Pas de marche sans démarche. Celle de Paolo Rumiz fait penser à cette formule d'un personnage de Beckett : « On est con, mais quand même pas au point de voyager pour le plaisir. » Car derrière les petits pas, la petite troupe qui s'ébranle en 2015 sur « la mère oubliée de toutes les routes d'Europe » a une idée en tête : retrouver sous l'asphalte, les parkings, les supermarchés et les champs la voie tracée par Appius Claudius à partir de 312 avant J.-C. et qui relie Rome à Brindisi.
Ces 600 kilomètres sont l'occasion de croiser « le meilleur du pays », de rallumer un orgueil perdu et d'une « révolte contre l'amnésie ». Cela fait beaucoup pour une seule route, mais l'antique via Appia n'est pas une route comme les autres. Cette trace se révèle comme une colonne vertébrale invisible, un fantôme qui permet de tenir debout et qui fait ressurgir tous les fantômes d'un pays où l'Etat semble déliquescent, où la méfiance surgit à chaque étape. Ils entendent pourquoi faites-vous cela, qui vous paie, etc. Mais la suspicion devient fascination lorsque les randonneurs expliquent leur périple. Un guide leur lance : «L'Histoire, c'est le plus beau film qui soit.» Surtout quand on la déroule sous ses semelles.
Dans ce livre profond, Rumiz convoque histoire, littérature, rencontres dans « un fourre-tout, une grosse liasse de notes italiennes où la recherche du passé a les pieds solidement plantés dans le présent ». Tout cela est vivant, bruyant comme chez Kusturica, terriblement vrai dans le sens où l'on ne peut contester les apparences quand elles ont le ton de l'évidence. L'écriture de ce grand écrivain voyageur vous embarque. Vous êtes sur la route, dans l'Italie méridionale, vous observez ces murs blancs et ces femmes en noir avec le sentiment que si le monde va mal, c'est peut-être parce que plus personne ne le parcourt à pied.
Le voyage, disait Proust, sert à vérifier quelque chose.

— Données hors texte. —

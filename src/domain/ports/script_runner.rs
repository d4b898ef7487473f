use async_trait::async_trait;
use serde_json::{Map, Value};

use crate::domain::error::EngineError;

/// Outcome of running operator-supplied action code.
#[derive(Debug, Clone)]
pub struct ScriptOutcome {
    pub success: bool,
    pub error: Option<String>,
    /// The script's result value; when it is a JSON object containing a
    /// `actions` array, the executor runs those as directives.
    pub output: Option<Value>,
}

/// Capability port for scripted actions.
///
/// The runner receives the code verbatim plus the event context the code
/// sees as `event.<field>`. Sandboxing and language are the
/// implementation's concern.
#[async_trait]
pub trait ScriptRunner: Send + Sync {
    /// Run `code` against the event context. `timeout_seconds` is advisory
    /// for the implementation; the caller enforces its own deadline on top.
    async fn run(
        &self,
        code: &str,
        event_context: &Map<String, Value>,
        timeout_seconds: u32,
    ) -> Result<ScriptOutcome, EngineError>;
}
//! Inbound messaging events.
//!
//! One `InboundEvent` is produced per occurrence on the messaging backend
//! (message arrival, presence change, receipt). Events are ephemeral: they
//! exist only for the duration of matching and execution.

use chrono::{DateTime, Utc};
use serde::{Deserialize, Serialize};
use serde_json::{Map, Value};

/// A single inbound event from the messaging backend.
#[derive(Debug, Clone, Serialize, Deserialize)]
pub struct InboundEvent {
    /// Kind of occurrence, e.g. "message", "presence", "receipt".
    pub event_type: String,
    /// Backend-assigned message identifier (doubles as the event id).
    pub message_id: String,
    /// Chat the event belongs to.
    pub chat_id: String,
    /// Sender of the message.
    pub sender_id: String,
    /// Display name of the sender, if the backend provided one.
    #[serde(skip_serializing_if = "Option::is_none")]
    pub sender_name: Option<String>,
    pub is_group: bool,
    pub is_from_me: bool,
    /// Message kind, e.g. "text", "image", "audio".
    pub message_type: String,
    #[serde(skip_serializing_if = "Option::is_none")]
    pub text_content: Option<String>,
    #[serde(skip_serializing_if = "Option::is_none")]
    pub media_type: Option<String>,
    #[serde(skip_serializing_if = "Option::is_none")]
    pub media_mime_type: Option<String>,
    #[serde(skip_serializing_if = "Option::is_none")]
    pub media_size: Option<u64>,
    #[serde(skip_serializing_if = "Option::is_none")]
    pub quoted_message_id: Option<String>,
    /// Opaque raw payload from the backend. Never interpreted by the engine;
    /// handed back verbatim to the messaging capability to resolve media.
    #[serde(skip_serializing_if = "Option::is_none")]
    pub raw_payload: Option<Value>,
    pub timestamp: DateTime<Utc>,
}

impl InboundEvent {
    /// Whether the event carries media (`media_type` present and non-empty).
    pub fn has_media(&self) -> bool {
        self.media_type.as_deref().is_some_and(|m| !m.is_empty())
    }

    /// Whether the event quotes another message.
    pub fn has_quoted_message(&self) -> bool {
        self.quoted_message_id
            .as_deref()
            .is_some_and(|q| !q.is_empty())
    }

    /// Build the substitution context exposed to actions as `{event.<field>}`.
    ///
    /// The raw payload is deliberately excluded: it is a capability-only
    /// reference, not operator-visible data.
    pub fn context(&self) -> Map<String, Value> {
        let mut ctx = Map::new();
        ctx.insert("event_type".into(), self.event_type.clone().into());
        ctx.insert("message_id".into(), self.message_id.clone().into());
        ctx.insert("chat".into(), self.chat_id.clone().into());
        ctx.insert("from".into(), self.sender_id.clone().into());
        if let Some(name) = &self.sender_name {
            ctx.insert("sender_name".into(), name.clone().into());
        }
        ctx.insert("is_group".into(), self.is_group.into());
        ctx.insert("is_from_me".into(), self.is_from_me.into());
        ctx.insert("message_type".into(), self.message_type.clone().into());
        if let Some(text) = &self.text_content {
            ctx.insert("text_content".into(), text.clone().into());
        }
        if let Some(media_type) = &self.media_type {
            ctx.insert("media_type".into(), media_type.clone().into());
        }
        if let Some(mime) = &self.media_mime_type {
            ctx.insert("media_mime_type".into(), mime.clone().into());
        }
        if let Some(size) = self.media_size {
            ctx.insert("media_size".into(), size.into());
        }
        if let Some(quoted) = &self.quoted_message_id {
            ctx.insert("quoted_message_id".into(), quoted.clone().into());
        }
        ctx.insert("timestamp".into(), self.timestamp.to_rfc3339().into());
        ctx
    }
}

impl Default for InboundEvent {
    fn default() -> Self {
        Self {
            event_type: "message".to_string(),
            message_id: String::new(),
            chat_id: String::new(),
            sender_id: String::new(),
            sender_name: None,
            is_group: false,
            is_from_me: false,
            message_type: "text".to_string(),
            text_content: None,
            media_type: None,
            media_mime_type: None,
            media_size: None,
            quoted_message_id: None,
            raw_payload: None,
            timestamp: Utc::now(),
        }
    }
}
impl HandlerPatch {
    /// Merge the present fields into `handler`, leaving the rest intact.
    pub fn apply_to(self, handler: &mut Handler) {
        if self.description.is_some() {
            handler.description = self.description;
        }
        if let Some(filter) = self.event_filter {
            handler.event_filter = filter;
        }
        if let Some(action) = self.action {
            handler.action = action;
        }
        if let Some(enabled) = self.enabled {
            handler.enabled = enabled;
        }
        if let Some(priority) = self.priority {
            handler.priority = priority;
        }
        if let Some(max) = self.max_per_minute {
            handler.limits.max_per_minute = Some(max);
        }
        if let Some(max) = self.max_per_hour {
            handler.limits.max_per_hour = Some(max);
        }
        if let Some(max) = self.max_per_sender_per_hour {
            handler.limits.max_per_sender_per_hour = Some(max);
        }
        if let Some(cooldown) = self.cooldown_seconds {
            handler.limits.cooldown_seconds = cooldown;
        }
        if let Some(timeout) = self.timeout_seconds {
            handler.limits.timeout_seconds = timeout;
        }
        if let Some(enabled) = self.circuit_breaker_enabled {
            handler.breaker.enabled = enabled;
        }
        if let Some(threshold) = self.circuit_breaker_threshold {
            handler.breaker.threshold = threshold;
        }
        if let Some(reset) = self.circuit_breaker_reset_seconds {
            handler.breaker.reset_seconds = reset;
        }
    }
}

const fn default_enabled() -> bool {
    true
}

const fn default_timeout_seconds() -> u32 {
    30
}

const fn default_breaker_threshold() -> u32 {
    5
}

const fn default_breaker_reset_seconds() -> u32 {
    300
}

impl HandlerRequest {
    /// Validate the request and build a fresh handler record.
    pub fn into_handler(self) -> Result<Handler, EngineError> {
        if self.handler_id.trim().is_empty() {
            return Err(EngineError::Validation(
                "handler_id must be a non-empty string".to_string(),
            ));
        }
        if let HandlerAction::Scripted { code } = &self.action {
            if code.trim().is_empty() {
                return Err(EngineError::Validation(
                    "scripted action requires non-empty code".to_string(),
                ));
            }
        }

        let now = Utc::now();
        Ok(Handler {
            handler_id: self.handler_id,
            description: self.description,
            enabled: self.enabled,
            priority: self.priority,
            event_filter: self.event_filter,
            action: self.action,
            limits: ExecutionLimits {
                max_per_minute: self.max_per_minute,
                max_per_hour: self.max_per_hour,
                max_per_sender_per_hour: self.max_per_sender_per_hour,
                cooldown_seconds: self.cooldown_seconds,
                timeout_seconds: self.timeout_seconds,
            },
            breaker: CircuitBreaker {
                enabled: self.circuit_breaker_enabled,
                threshold: self.circuit_breaker_threshold,
                reset_seconds: self.circuit_breaker_reset_seconds,
                state: BreakerState::Closed,
                consecutive_failures: 0,
                last_error_time: None,
            },
            stats: HandlerStats::default(),
            created_at: now,
            updated_at: now,
        })
    }
}
pub mod loader;

pub use loader::{ConfigError, ConfigLoader};
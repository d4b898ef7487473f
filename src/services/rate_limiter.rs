//! Fixed-window execution rate limiting.
//!
//! Three independent windows per handler: per-minute, per-hour, and
//! per-sender-per-hour, each a fixed bucket keyed by integer division of
//! the epoch timestamp (minute = `secs / 60`, hour = `secs / 3600`). A
//! window boundary therefore fully resets the count; the limiter makes no
//! attempt at sliding-window smoothing.
//!
//! Counters are in-memory only and reset on restart. Checking and
//! recording are separate steps: the matcher checks, the executor records
//! once a unit is actually dispatched.

use std::collections::HashMap;
use std::sync::{Arc, Mutex};

use chrono::{DateTime, Duration, Utc};
use tracing::debug;

use crate::domain::models::Handler;

/// Buckets older than this are evicted on record.
const EVICT_AFTER_HOURS: i64 = 2;

#[derive(Debug, Default)]
struct HandlerWindow {
    per_minute: HashMap<i64, u32>,
    per_hour: HashMap<i64, u32>,
    per_sender_hour: HashMap<(String, i64), u32>,
    last_execution: Option<DateTime<Utc>>,
}

/// Per-handler execution counters with fixed-window semantics.
///
/// The outer map is guarded by a coarse mutex held only to fetch or insert
/// the per-handler entry; per-handler state has its own lock so unrelated
/// handlers never contend.
#[derive(Debug, Default)]
pub struct RateLimiterService {
    handlers: Mutex<HashMap<String, Arc<Mutex<HandlerWindow>>>>,
}

impl RateLimiterService {
    pub fn new() -> Self {
        Self::default()
    }

    fn window(&self, handler_id: &str) -> Arc<Mutex<HandlerWindow>> {
        let mut handlers = self.handlers.lock().unwrap_or_else(|e| e.into_inner());
        Arc::clone(handlers.entry(handler_id.to_string()).or_default())
    }

    /// Whether an execution now would stay within every configured limit.
    /// Handlers with no limits configured always pass.
    pub fn check(&self, handler: &Handler, sender_id: &str) -> bool {
        self.check_at(handler, sender_id, Utc::now())
    }

    pub fn check_at(&self, handler: &Handler, sender_id: &str, now: DateTime<Utc>) -> bool {
        let limits = &handler.limits;
        if limits.max_per_minute.is_none()
            && limits.max_per_hour.is_none()
            && limits.max_per_sender_per_hour.is_none()
        {
            return true;
        }

        let minute = now.timestamp() / 60;
        let hour = now.timestamp() / 3600;

        let window = self.window(&handler.handler_id);
        let window = window.lock().unwrap_or_else(|e| e.into_inner());

        if let Some(max) = limits.max_per_minute {
            let count = window.per_minute.get(&minute).copied().unwrap_or(0);
            if count >= max {
                debug!(
                    handler_id = %handler.handler_id,
                    count, max, "per-minute rate limit reached"
                );
                return false;
            }
        }

        if let Some(max) = limits.max_per_hour {
            let count = window.per_hour.get(&hour).copied().unwrap_or(0);
            if count >= max {
                debug!(
                    handler_id = %handler.handler_id,
                    count, max, "per-hour rate limit reached"
                );
                return false;
            }
        }

        if let Some(max) = limits.max_per_sender_per_hour {
            let key = (sender_id.to_string(), hour);
            let count = window.per_sender_hour.get(&key).copied().unwrap_or(0);
            if count >= max {
                debug!(
                    handler_id = %handler.handler_id,
                    sender_id, count, max, "per-sender rate limit reached"
                );
                return false;
            }
        }

        true
    }

    /// Whether the handler's cooldown has elapsed. A cooldown of 0 always
    /// passes, as does a handler that has never executed.
    pub fn check_cooldown(&self, handler: &Handler) -> bool {
        self.check_cooldown_at(handler, Utc::now())
    }

    pub fn check_cooldown_at(&self, handler: &Handler, now: DateTime<Utc>) -> bool {
        if handler.limits.cooldown_seconds == 0 {
            return true;
        }
        let window = self.window(&handler.handler_id);
        let window = window.lock().unwrap_or_else(|e| e.into_inner());
        match window.last_execution {
            Some(last) => {
                let ready_at = last + Duration::seconds(i64::from(handler.limits.cooldown_seconds));
                if now < ready_at {
                    debug!(handler_id = %handler.handler_id, "cooldown active");
                    false
                } else {
                    true
                }
            }
            None => true,
        }
    }

    /// Count one execution against every window and start the cooldown
    /// clock. Also evicts buckets older than two hours.
    pub fn record(&self, handler_id: &str, sender_id: &str) {
        self.record_at(handler_id, sender_id, Utc::now());
    }

    pub fn record_at(&self, handler_id: &str, sender_id: &str, now: DateTime<Utc>) {
        let minute = now.timestamp() / 60;
        let hour = now.timestamp() / 3600;

        let window = self.window(handler_id);
        let mut window = window.lock().unwrap_or_else(|e| e.into_inner());

        *window.per_minute.entry(minute).or_insert(0) += 1;
        *window.per_hour.entry(hour).or_insert(0) += 1;
        *window
            .per_sender_hour
            .entry((sender_id.to_string(), hour))
            .or_insert(0) += 1;
        window.last_execution = Some(now);

        let min_minute = minute - EVICT_AFTER_HOURS * 60;
        let min_hour = hour - EVICT_AFTER_HOURS;
        window.per_minute.retain(|&m, _| m >= min_minute);
        window.per_hour.retain(|&h, _| h >= min_hour);
        window.per_sender_hour.retain(|(_, h), _| *h >= min_hour);
    }

    /// Drop all state for a deleted handler.
    pub fn remove(&self, handler_id: &str) {
        let mut handlers = self.handlers.lock().unwrap_or_else(|e| e.into_inner());
        handlers.remove(handler_id);
    }
}

#[cfg(test)]
mod tests {
    use super::*;
    use crate::domain::models::{EventFilter, HandlerAction, HandlerRequest};
    use chrono::TimeZone;

    fn handler_with_limits(
        per_minute: Option<u32>,
        per_hour: Option<u32>,
        per_sender: Option<u32>,
        cooldown: u32,
    ) -> Handler {
        HandlerRequest {
            handler_id: "h1".to_string(),
            description: None,
            event_filter: EventFilter::default(),
            action: HandlerAction::Static { directives: vec![] },
            enabled: true,
            priority: 0,
            max_per_minute: per_minute,
            max_per_hour: per_hour,
            max_per_sender_per_hour: per_sender,
            cooldown_seconds: cooldown,
            timeout_seconds: 30,
            circuit_breaker_enabled: true,
            circuit_breaker_threshold: 5,
            circuit_breaker_reset_seconds: 300,
        }
        .into_handler()
        .unwrap()
    }

    fn at(secs: i64) -> DateTime<Utc> {
        Utc.timestamp_opt(secs, 0).unwrap()
    }

    #[test]
    fn test_unlimited_handler_always_passes() {
        let limiter = RateLimiterService::new();
        let handler = handler_with_limits(None, None, None, 0);
        for _ in 0..100 {
            assert!(limiter.check_at(&handler, "a", at(1_000_000)));
            limiter.record_at("h1", "a", at(1_000_000));
        }
    }

    #[test]
    fn test_per_minute_limit_and_window_reset() {
        let limiter = RateLimiterService::new();
        let handler = handler_with_limits(Some(2), None, None, 0);
        let t = at(1_000_000 * 60); // exact minute boundary

        assert!(limiter.check_at(&handler, "a", t));
        limiter.record_at("h1", "a", t);
        assert!(limiter.check_at(&handler, "a", t));
        limiter.record_at("h1", "a", t);
        assert!(!limiter.check_at(&handler, "a", t));

        // Next minute bucket resets the count.
        assert!(limiter.check_at(&handler, "a", t + Duration::seconds(60)));
    }

    #[test]
    fn test_per_sender_limit_is_per_sender() {
        let limiter = RateLimiterService::new();
        let handler = handler_with_limits(None, None, Some(1), 0);
        let t = at(7_200_000);

        limiter.record_at("h1", "alice", t);
        assert!(!limiter.check_at(&handler, "alice", t));
        assert!(limiter.check_at(&handler, "bob", t));
    }

    #[test]
    fn test_hour_limit_spans_minutes() {
        let limiter = RateLimiterService::new();
        let handler = handler_with_limits(None, Some(2), None, 0);
        let t = at(3_600 * 500);

        limiter.record_at("h1", "a", t);
        limiter.record_at("h1", "a", t + Duration::seconds(120));
        assert!(!limiter.check_at(&handler, "a", t + Duration::seconds(240)));
        assert!(limiter.check_at(&handler, "a", t + Duration::seconds(3600)));
    }

    #[test]
    fn test_cooldown() {
        let limiter = RateLimiterService::new();
        let handler = handler_with_limits(None, None, None, 30);
        let t = at(1_000_000);

        // Never executed: passes.
        assert!(limiter.check_cooldown_at(&handler, t));
        limiter.record_at("h1", "a", t);

        assert!(!limiter.check_cooldown_at(&handler, t + Duration::seconds(29)));
        assert!(limiter.check_cooldown_at(&handler, t + Duration::seconds(30)));
    }

    #[test]
    fn test_eviction_drops_stale_buckets() {
        let limiter = RateLimiterService::new();
        let t = at(3_600 * 100);
        limiter.record_at("h1", "a", t);
        limiter.record_at("h1", "a", t + Duration::hours(3));

        let window = limiter.window("h1");
        let window = window.lock().unwrap();
        assert_eq!(window.per_hour.len(), 1);
        assert_eq!(window.per_sender_hour.len(), 1);
    }

    #[test]
    fn test_remove_clears_state() {
        let limiter = RateLimiterService::new();
        let handler = handler_with_limits(Some(1), None, None, 0);
        let t = at(1_000_000);

        limiter.record_at("h1", "a", t);
        assert!(!limiter.check_at(&handler, "a", t));
        limiter.remove("h1");
        assert!(limiter.check_at(&handler, "a", t));
    }
}
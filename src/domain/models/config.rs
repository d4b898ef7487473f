use serde::{Deserialize, Serialize};

/// Main configuration structure for chathooks
#[derive(Debug, Clone, Default, Serialize, Deserialize)]
#[serde(rename_all = "snake_case")]
pub struct Config {
    /// Database configuration
    #[serde(default)]
    pub database: DatabaseConfig,

    /// Logging configuration
    #[serde(default)]
    pub logging: LoggingConfig,

    /// Action executor configuration
    #[serde(default)]
    pub executor: ExecutorConfig,
}

/// Database configuration
#[derive(Debug, Clone, Serialize, Deserialize)]
#[serde(rename_all = "snake_case")]
pub struct DatabaseConfig {
    /// Path to `SQLite` database file
    #[serde(default = "default_database_path")]
    pub path: String,

    /// Maximum number of database connections in pool
    #[serde(default = "default_max_connections")]
    pub max_connections: u32,
}

fn default_database_path() -> String {
    ".chathooks/chathooks.db".to_string()
}

const fn default_max_connections() -> u32 {
    10
}

impl Default for DatabaseConfig {
    fn default() -> Self {
        Self {
            path: default_database_path(),
            max_connections: default_max_connections(),
        }
    }
}

/// Logging configuration
#[derive(Debug, Clone, Serialize, Deserialize)]
#[serde(rename_all = "snake_case")]
pub struct LoggingConfig {
    /// Log level: trace, debug, info, warn, error
    #[serde(default = "default_log_level")]
    pub level: String,

    /// Log format: json or pretty
    #[serde(default = "default_log_format")]
    pub format: String,
}

fn default_log_level() -> String {
    "info".to_string()
}

fn default_log_format() -> String {
    "json".to_string()
}

impl Default for LoggingConfig {
    fn default() -> Self {
        Self {
            level: default_log_level(),
            format: default_log_format(),
        }
    }
}

/// Action executor configuration
#[derive(Debug, Clone, Serialize, Deserialize)]
#[serde(rename_all = "snake_case")]
pub struct ExecutorConfig {
    /// Maximum number of handler executions running at once (1-100)
    #[serde(default = "default_max_concurrent")]
    pub max_concurrent: usize,

    /// Directory where resolved media files are written
    #[serde(default = "default_media_dir")]
    pub media_dir: String,
}

const fn default_max_concurrent() -> usize {
    8
}

fn default_media_dir() -> String {
    ".chathooks/media".to_string()
}

impl Default for ExecutorConfig {
    fn default() -> Self {
        Self {
            max_concurrent: default_max_concurrent(),
            media_dir: default_media_dir(),
        }
    }
}
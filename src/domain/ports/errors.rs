use thiserror::Error;

/// Handler store operation errors
#[derive(Debug, Error)]
pub enum StoreError {
    #[error("Query failed: {0}")]
    QueryFailed(#[from] sqlx::Error),

    #[error("Handler not found: {0}")]
    HandlerNotFound(String),

    #[error("Invalid timestamp: {0}")]
    InvalidTimestamp(#[from] chrono::ParseError),

    #[error("Serialization error: {0}")]
    SerializationError(#[from] serde_json::Error),

    #[error("Connection pool error: {0}")]
    ConnectionPoolError(String),

    #[error("Constraint violation: {0}")]
    ConstraintViolation(String),
}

Rumiz vérifie que l'Italie est toujours là, malgré tout ce qu'on a pu en dire récemment. Quand il descend vers le talon de la Botte, il pense à ceux qui la remontent pour d'autres raisons, pour de bonnes raisons, à ces migrants qui croient encore à l'Europe ou en quelque chose de semblable, à ces va-nu-pieds qui ont une idée encore chatoyante de l'Italie. C'est sûr, Salvini n'a pas dû aimer.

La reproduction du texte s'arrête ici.